As the model state phase ended, MacArthur has supported several of its nonprofit partners in becoming resource centers for the juvenile justice field. Its biggest grants came at the end of the initiative and were directed to New York-based nonprofit NEO Philanthropy. Since 2010, MacArthur has provided more than $18 million to NEO Philanthropy to promote juvenile justice systems reform nationally.
The Annie E. Casey has also been investing heavily in reducing youth imprisonment for over two decades. The foundation created the Juvenile Detention Alternatives Initiative (JDAI) in the early 1990s, a nationwide network of 300 programs that work to reduce the pre-trial detention of juveniles.
When Casey launched JDAI, kids were being incarcerated at alarming rates. Using a model with core principles and strategies, the initiative has made great strides in reducing youth incarceration since then. As of 2012, 38 JDAI sites had reduced their average daily populations in detention by 50 percent or more, compared to their detention rates before they enacted the JDAI program.

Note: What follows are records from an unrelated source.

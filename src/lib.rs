//! HR Payroll Engine
//!
//! This crate keeps employee records and daily attendance, evaluates
//! absences and late arrivals against a configurable policy, and generates
//! monthly payroll records whose net salary always equals the basic salary
//! minus deductions plus allowances.
//!
//! The [`service::PayrollService`] is the entry point; [`api`] exposes it
//! over HTTP.

#![warn(missing_docs)]

pub mod api;
pub mod auth;
pub mod calculation;
pub mod config;
pub mod error;
pub mod models;
pub mod service;
pub mod store;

The proliferation of JDAI is at its peak. In the early 2000s, the addition of a state to JDAI yielded two new sites (usually counties) on average. That figure has jumped to eight. The continued adoption of new participants has been aided in recent years by additional funding from the federal Office of Juvenile Justice and Delinquency Prevention.
In 2012, Casey expanded its work to include the “deep end” of juvenile justice, working with certain states to reduce their reliance on locked facilities to punish adjudicated offenders.
“Dangerous, ineffective, unnecessary, obsolete, wasteful, and inadequate,” is how the Annie E. Casey Foundation’s 2011 report, No Place for Kids, describes the negative results of locking up youth. Once kids end up in jail, social workers do what they can to help them get out and start over on the right foot, but a better plan starts with keeping kids out of the slammer in the first place.
Some of Annie E. Casey’s largest grants over the past decade in this arena went to the W. Haywood Burns Institute, which got $525,000 in 2014 for “technical assistance to sites replicating Juvenile Detention Alternatives Initiative (JDAI).”
Casey also gave Pew Charitable Trusts $500,000 in 2011 “to support efforts to promote state-level juvenile justice reforms designed to improve outcomes and reduce costs.” Many other organizations received grants from Casey in the $300,000 to $500,000 range for juvenile justice work including the Pretrial Justice Institute, the Center for the Study of Social Policy, and the Center for Childrens Law and Policy, as well as state judicial systems and universities doing research on the subject.
Another important funder in this arena is the Open Society Institute. Since 2009, it has given roughly 54 grants for juvenile justice-related work, including 5 grants totaling $710,000 since 2009 to the Juvenile Justice Project of Louisiana. Open Society Institute has also been a strong supporter of Northwestern University’s Center on Wrongful Convictions of Youth, part of the Bluhm Legal clinic in Illinois, granting the program $560,000 since 2010.
In addition, Open Society Institute is also a supporter of Connecticut Juvenile Justice Alliance, providing a grant for $70,000 in 2009 for general operating support.